Importance:	Normal minor (vote)
Assignee:	Gentoo Security

URL:	http://www.openwall.com/lists/oss-sec...
Whiteboard:	B3 [upstream/ebuild]
Keywords:

Depends on:
Blocks:

Reported:	2015-09-03 08:51 UTC by Agostino Sarubbo
Modified:	2015-09-07 05:05 UTC (History)
CC List:	1 user (show)

See Also:
Package list:
Runtime testing required:	---

Attachments
Add an attachment (proposed patch, testcase, etc.)

Note You need to log in before you can comment on or make changes to this bug.

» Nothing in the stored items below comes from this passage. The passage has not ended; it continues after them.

// Core geometry exports
pub mod centroid;
pub mod distance;
pub mod enclosing;
pub mod engine;
pub mod privacy;

pub use centroid::spherical_centroid;
pub use distance::{calculate_bounding_box, haversine_distance, is_within_bounding_box};
pub use enclosing::{expand_circle, is_inside_circle, minimum_enclosing_circle, minimum_enclosing_circle_with};
pub use engine::{GeometryEngine, MeetingArea};
pub use privacy::fuzz_location;
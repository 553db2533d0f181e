use serde::Serialize;

use crate::domain::catalog::CatalogItem;

/// Catalog item flattened for templates.
#[derive(Debug, Clone, PartialEq, Serialize)]
pub struct CatalogItemDto {
    pub id: i32,
    pub kind: &'static str,
    pub name: String,
    pub image_url: String,
    pub video_url: String,
    pub play_url: String,
}

impl From<CatalogItem> for CatalogItemDto {
    fn from(value: CatalogItem) -> Self {
        let kind = value.kind.path_segment();
        Self {
            id: value.id.get(),
            kind,
            play_url: format!("/play/{kind}/{}", value.id),
            name: value.name.into_inner(),
            image_url: value.image_url.into_inner(),
            video_url: value.video_url.into_inner(),
        }
    }
}

/// Movies and series shown side by side on the home and releases pages.
#[derive(Debug, Clone, Default, PartialEq, Serialize)]
pub struct CatalogPageDto {
    pub movies: Vec<CatalogItemDto>,
    pub series: Vec<CatalogItemDto>,
    pub search: String,
}
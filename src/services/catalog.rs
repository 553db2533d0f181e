use crate::domain::catalog::{CatalogKind, NewCatalogItem};
use crate::domain::types::{CatalogItemId, ImageUrl, ItemName, VideoUrl};
use crate::dto::catalog::{CatalogItemDto, CatalogPageDto};
use crate::repository::{CatalogListQuery, CatalogReader, CatalogWriter, RECENT_ITEMS_LIMIT};

use super::{ServiceError, ServiceResult};

/// Rows inserted by [`seed_examples`]: (kind, name, image url, video url).
const EXAMPLE_ITEMS: [(CatalogKind, &str, &str, &str); 4] = [
    (
        CatalogKind::Movie,
        "Filme Exemplo 1",
        "https://via.placeholder.com/300x450?text=Filme+1",
        "https://www.w3schools.com/html/mov_bbb.mp4",
    ),
    (
        CatalogKind::Movie,
        "Filme Exemplo 2",
        "https://via.placeholder.com/300x450?text=Filme+2",
        "https://www.w3schools.com/html/movie.mp4",
    ),
    (
        CatalogKind::Series,
        "Série Exemplo 1",
        "https://via.placeholder.com/300x450?text=Série+1",
        "https://www.w3schools.com/html/mov_bbb.mp4",
    ),
    (
        CatalogKind::Series,
        "Série Exemplo 2",
        "https://via.placeholder.com/300x450?text=Série+2",
        "https://www.w3schools.com/html/movie.mp4",
    ),
];

fn load<R>(repo: &R, query: CatalogListQuery) -> ServiceResult<Vec<CatalogItemDto>>
where
    R: CatalogReader,
{
    let kind = query.kind;
    match repo.list_items(query) {
        Ok(items) => Ok(items.into_iter().map(CatalogItemDto::from).collect()),
        Err(e) => {
            log::error!("Failed to list {}: {e}", kind.table_name());
            Err(ServiceError::Internal)
        }
    }
}

/// Home page: every movie and series, or only those whose name contains
/// `search` when it is non-empty.
pub fn show_index<R>(search: &str, repo: &R) -> ServiceResult<CatalogPageDto>
where
    R: CatalogReader,
{
    let movies = load(repo, CatalogListQuery::new(CatalogKind::Movie).search(search))?;
    let series = load(repo, CatalogListQuery::new(CatalogKind::Series).search(search))?;

    Ok(CatalogPageDto {
        movies,
        series,
        search: search.to_string(),
    })
}

/// All rows of one kind in storage order.
pub fn show_kind<R>(kind: CatalogKind, repo: &R) -> ServiceResult<Vec<CatalogItemDto>>
where
    R: CatalogReader,
{
    load(repo, CatalogListQuery::new(kind))
}

/// The newest movies and series, newest first.
pub fn show_releases<R>(repo: &R) -> ServiceResult<CatalogPageDto>
where
    R: CatalogReader,
{
    let movies = load(
        repo,
        CatalogListQuery::new(CatalogKind::Movie).recent(RECENT_ITEMS_LIMIT),
    )?;
    let series = load(
        repo,
        CatalogListQuery::new(CatalogKind::Series).recent(RECENT_ITEMS_LIMIT),
    )?;

    Ok(CatalogPageDto {
        movies,
        series,
        search: String::new(),
    })
}

/// Looks up the item behind `/play/{kind}/{id}`.
///
/// Unknown kinds and non-positive ids are reported as [`ServiceError::NotFound`],
/// same as a missing row.
pub fn show_item<R>(kind: &str, id: i32, repo: &R) -> ServiceResult<CatalogItemDto>
where
    R: CatalogReader,
{
    let Some(kind) = CatalogKind::from_path_segment(kind) else {
        log::debug!("Unknown catalog kind requested: {kind}");
        return Err(ServiceError::NotFound);
    };
    let Ok(id) = CatalogItemId::new(id) else {
        return Err(ServiceError::NotFound);
    };

    match repo.get_item_by_id(kind, id) {
        Ok(Some(item)) => Ok(item.into()),
        Ok(None) => Err(ServiceError::NotFound),
        Err(e) => {
            log::error!("Failed to get {} item {id}: {e}", kind.table_name());
            Err(ServiceError::Internal)
        }
    }
}

/// Inserts the example movies and series when the catalog is empty.
///
/// Returns the number of rows inserted, zero when any row already exists.
pub fn seed_examples<R>(repo: &R) -> ServiceResult<usize>
where
    R: CatalogReader + CatalogWriter,
{
    for kind in CatalogKind::ALL {
        match repo.count_items(kind) {
            Ok(0) => {}
            Ok(_) => return Ok(0),
            Err(e) => {
                log::error!("Failed to count {}: {e}", kind.table_name());
                return Err(ServiceError::Internal);
            }
        }
    }

    let mut inserted = 0;
    for (kind, name, image_url, video_url) in EXAMPLE_ITEMS {
        let item = NewCatalogItem {
            kind,
            name: ItemName::new(name)?,
            image_url: ImageUrl::new(image_url)?,
            video_url: VideoUrl::new(video_url)?,
        };
        match repo.create_item(&item) {
            Ok(id) => {
                log::debug!("Seeded {} row {id}: {name}", kind.table_name());
                inserted += 1;
            }
            Err(e) => {
                log::error!("Failed to seed {}: {e}", kind.table_name());
                return Err(ServiceError::Internal);
            }
        }
    }

    Ok(inserted)
}

#[cfg(test)]
mod tests {
    use super::*;
    use crate::domain::catalog::CatalogItem;
    use crate::repository::test::TestRepository;

    fn item(kind: CatalogKind, id: i32, name: &str) -> CatalogItem {
        CatalogItem {
            id: CatalogItemId::new(id).unwrap(),
            kind,
            name: ItemName::new(name).unwrap(),
            image_url: ImageUrl::new(format!("https://img.example/{id}.jpg")).unwrap(),
            video_url: VideoUrl::new(format!("https://video.example/{id}.mp4")).unwrap(),
        }
    }

    fn sample_repo() -> TestRepository {
        TestRepository::new(vec![
            item(CatalogKind::Movie, 1, "Filme Exemplo 1"),
            item(CatalogKind::Movie, 2, "Filme Exemplo 2"),
            item(CatalogKind::Movie, 3, "Outro Filme"),
            item(CatalogKind::Series, 1, "Série Exemplo 1"),
        ])
    }

    fn names(items: &[CatalogItemDto]) -> Vec<&str> {
        items.iter().map(|i| i.name.as_str()).collect()
    }

    #[test]
    fn empty_search_lists_everything() {
        let repo = sample_repo();
        let page = show_index("", &repo).unwrap();
        assert_eq!(page.movies, show_kind(CatalogKind::Movie, &repo).unwrap());
        assert_eq!(page.series.len(), 1);
    }

    #[test]
    fn search_filters_both_kinds() {
        let repo = sample_repo();
        let page = show_index("exemplo", &repo).unwrap();
        assert_eq!(names(&page.movies), ["Filme Exemplo 1", "Filme Exemplo 2"]);
        assert_eq!(names(&page.series), ["Série Exemplo 1"]);
        assert_eq!(page.search, "exemplo");
    }

    #[test]
    fn releases_are_newest_first_and_capped() {
        let repo = sample_repo();
        let page = show_releases(&repo).unwrap();
        assert_eq!(names(&page.movies), ["Outro Filme", "Filme Exemplo 2"]);
        assert_eq!(page.series.len(), 1);
    }

    #[test]
    fn play_returns_the_requested_item() {
        let repo = sample_repo();
        let dto = show_item("filme", 1, &repo).unwrap();
        assert_eq!(dto.name, "Filme Exemplo 1");
        assert_eq!(dto.play_url, "/play/filme/1");

        let dto = show_item("serie", 1, &repo).unwrap();
        assert_eq!(dto.kind, "serie");
    }

    #[test]
    fn play_reports_not_found() {
        let repo = sample_repo();
        assert_eq!(show_item("filme", 999, &repo), Err(ServiceError::NotFound));
        assert_eq!(show_item("filme", 0, &repo), Err(ServiceError::NotFound));
        assert_eq!(show_item("anime", 1, &repo), Err(ServiceError::NotFound));
    }

    #[test]
    fn repository_failures_are_internal() {
        let repo = TestRepository::failing();
        assert_eq!(show_index("", &repo), Err(ServiceError::Internal));
        assert_eq!(show_item("serie", 1, &repo), Err(ServiceError::Internal));
    }

    #[test]
    fn seeding_runs_once() {
        let repo = TestRepository::default();
        assert_eq!(seed_examples(&repo).unwrap(), 4);
        assert_eq!(seed_examples(&repo).unwrap(), 0);

        let movies = show_kind(CatalogKind::Movie, &repo).unwrap();
        assert_eq!(names(&movies), ["Filme Exemplo 1", "Filme Exemplo 2"]);
        assert_eq!(show_item("filme", 1, &repo).unwrap().name, "Filme Exemplo 1");
    }
}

Description Agostino Sarubbo gentoo-dev

2015-09-03 08:51:11 UTC

From ${URL} :

Qemu emulator built with the VNC display driver is vulnerable to an infinite 
loop issue. It could occur while processing a CLIENT_CUT_TEXT message with 
specially crafted payload message.

A privileged guest user could use this flaw to crash the Qemu process on the 
host, resulting in DoS.

Upstream fix:
-------------
   -> http://git.qemu.org/?p=qemu.git;a=commit;h=f9a70e79391f6d7c2a912d785239ee8effc1922d



@maintainer(s): after the bump, in case we need to stabilize the package, please let us know if it is ready for the stabilization or not.

Comment 1 SpanKY gentoo-dev

2015-09-07 05:05:58 UTC

that fix is in qemu-2.1.0.  not sure why they've gone and posted an announce now (over a year later) and requested a CVE for it.